Structure follows Vision
When STC was founded, the UUA had no real idea of what was required to help support a urban new start congregation, so they applied the existing standards for suburban congregations. This failed miserably, and later after much back and forth discussions, a program was set up to specifically assist STC and the other urban start-up congregations that sprung up around the country.
One of the assumptions was that for the congregation to be successful it had to grow quickly and have a minister. So STC spent a lot of its early years desperately trying to grow and scraping every dollar it could find to pay a minister. We were constantly fundraising. The UUA provided up front half of the minister's salary, but we had to raised the other half in order to get matching funds with which we could run the church. So the funds to run the congregation were dependant on us raising money to pay the minister! But if we had only needed to raise money to run the congregation, we wouldn't have needed the support from the UUA in the first place. It was a hopeless exercise, it ended in 1996 when our minister left to teach, and STC reorganized to simply fund us.
STC use to also have a standard leadership model based on a President, Vice President, Treasurer and Secretary. And the board consisted of the officers plus 6 to 7 at-large board members.
In 1996, after much internal reflection, we changed to a cluster model. We have four clusters; Programming, Finance, Communication and Community Building. Representatives from each cluster sits on the central council that runs the day-to-day operations. Several times a year the congregation meets to set priorities, enact policy and resolve disputes.
It was interesting that we lost some membership with the change in the leadership model. Apparently some felt that the new model was a little too loose, and reflected a lack of commitment. The new model places a lot of the responsibility for follow through on the individual clusters, and removes the council from managing details that had overwhelmed it in the past.
Part of the justification for the change in focus, and the change in leadership models was a need to re-examine our fundamental assumptions. Most members liked STC as it was, a small intimate, quirky congregation. We really were tired of trying to grow into a large urban church. There were already two other UU churches in Washington, if people really wanted that large size, they had existing choices that would suffice. So STC in a show of self-determination stepped “off the dole” and declared ourselves free to choose our own destiny.
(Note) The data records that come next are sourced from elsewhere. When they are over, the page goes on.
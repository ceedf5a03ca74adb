//! Graph node types for composite filters.
//!
//! Each node in a composite has a [`NodeId`]. Node 0 is always the
//! composite's own boundary (its external inputs and outputs); every other
//! node wraps a [`Block`]. `NodeData` bundles the node's role with its
//! per-slot input buffer and its adjacency lists.

#[cfg(not(feature = "std"))]
use alloc::{vec, vec::Vec};

use crate::block::Block;
use crate::filter::Filter;

use super::edge::Connection;

/// Identifier of a node inside one [`CompositeFilter`](super::CompositeFilter).
///
/// Node IDs are assigned sequentially by
/// [`add_block()`](super::CompositeFilter::add_block) and never reused.
/// They are only meaningful for the composite that issued them.
#[derive(Clone, Copy, Debug, PartialEq, Eq, Hash, PartialOrd, Ord)]
pub struct NodeId(pub(crate) u32);

impl NodeId {
    /// The composite's own boundary node.
    pub const BOUNDARY: NodeId = NodeId(0);

    /// Returns the raw numeric identifier.
    #[inline]
    pub fn index(self) -> u32 {
        self.0
    }

    /// Returns `true` for [`NodeId::BOUNDARY`].
    #[inline]
    pub fn is_boundary(self) -> bool {
        self.0 == 0
    }

    #[inline]
    pub(crate) fn slot(self) -> usize {
        self.0 as usize
    }
}

impl core::fmt::Display for NodeId {
    fn fmt(&self, f: &mut core::fmt::Formatter<'_>) -> core::fmt::Result {
        if self.is_boundary() {
            f.write_str("NodeId(boundary)")
        } else {
            write!(f, "NodeId({})", self.0)
        }
    }
}

/// The role of a node.
pub(crate) enum NodeKind {
    /// The composite's external ports. Never computed.
    Boundary,
    /// A contained filter.
    Block(Block),
}

/// Internal bookkeeping for a node in the composite.
pub(crate) struct NodeData {
    pub kind: NodeKind,
    /// One slot per filter input; `None` until a value arrives this step.
    pub buffer: Vec<Option<f32>>,
    /// Connections arriving at this node, in wiring order.
    pub upstream: Vec<Connection>,
    /// Connections leaving this node, in wiring order.
    pub downstream: Vec<Connection>,
}

impl NodeData {
    pub fn boundary() -> Self {
        Self {
            kind: NodeKind::Boundary,
            buffer: Vec::new(),
            upstream: Vec::new(),
            downstream: Vec::new(),
        }
    }

    pub fn new(block: Block) -> Self {
        let inputs = block.input_count();
        Self {
            kind: NodeKind::Block(block),
            buffer: vec![None; inputs],
            upstream: Vec::new(),
            downstream: Vec::new(),
        }
    }

    pub fn block(&self) -> Option<&Block> {
        match &self.kind {
            NodeKind::Block(block) => Some(block),
            NodeKind::Boundary => None,
        }
    }

    pub fn is_delay(&self) -> bool {
        self.block().is_some_and(Block::is_delay)
    }

    pub fn is_delay_awaiting_refill(&self) -> bool {
        self.block().is_some_and(Block::is_delay_awaiting_refill)
    }

    /// Every slot holds a value, or the node is a delay that can pop now.
    pub fn all_inputs_available(&self) -> bool {
        if self.is_delay() && !self.is_delay_awaiting_refill() {
            return true;
        }
        self.buffer.iter().all(Option::is_some)
    }

    pub fn clear_buffer(&mut self) {
        self.buffer.fill(None);
    }
}

/// Drains a slot buffer into a sample vector, leaving every slot empty.
///
/// Returns `None` if any slot was still empty.
pub(crate) fn take_slots(buffer: &mut [Option<f32>]) -> Option<Vec<f32>> {
    let values: Option<Vec<f32>> = buffer.iter().copied().collect();
    buffer.fill(None);
    values
}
It has been hard, without a minister or a staff, we had to rely more on each other to keep the congregation going. I stepped in as part time minister in 97, but the religious education and social action activities have been few and far between. Then in February 1999, Dark Flame Coven stepped in to take over the programming cluster which is responsible for two Sunday services and one religious education class a month. We also head up the community building cluster that handles the social action Sunday and congregational celebrations.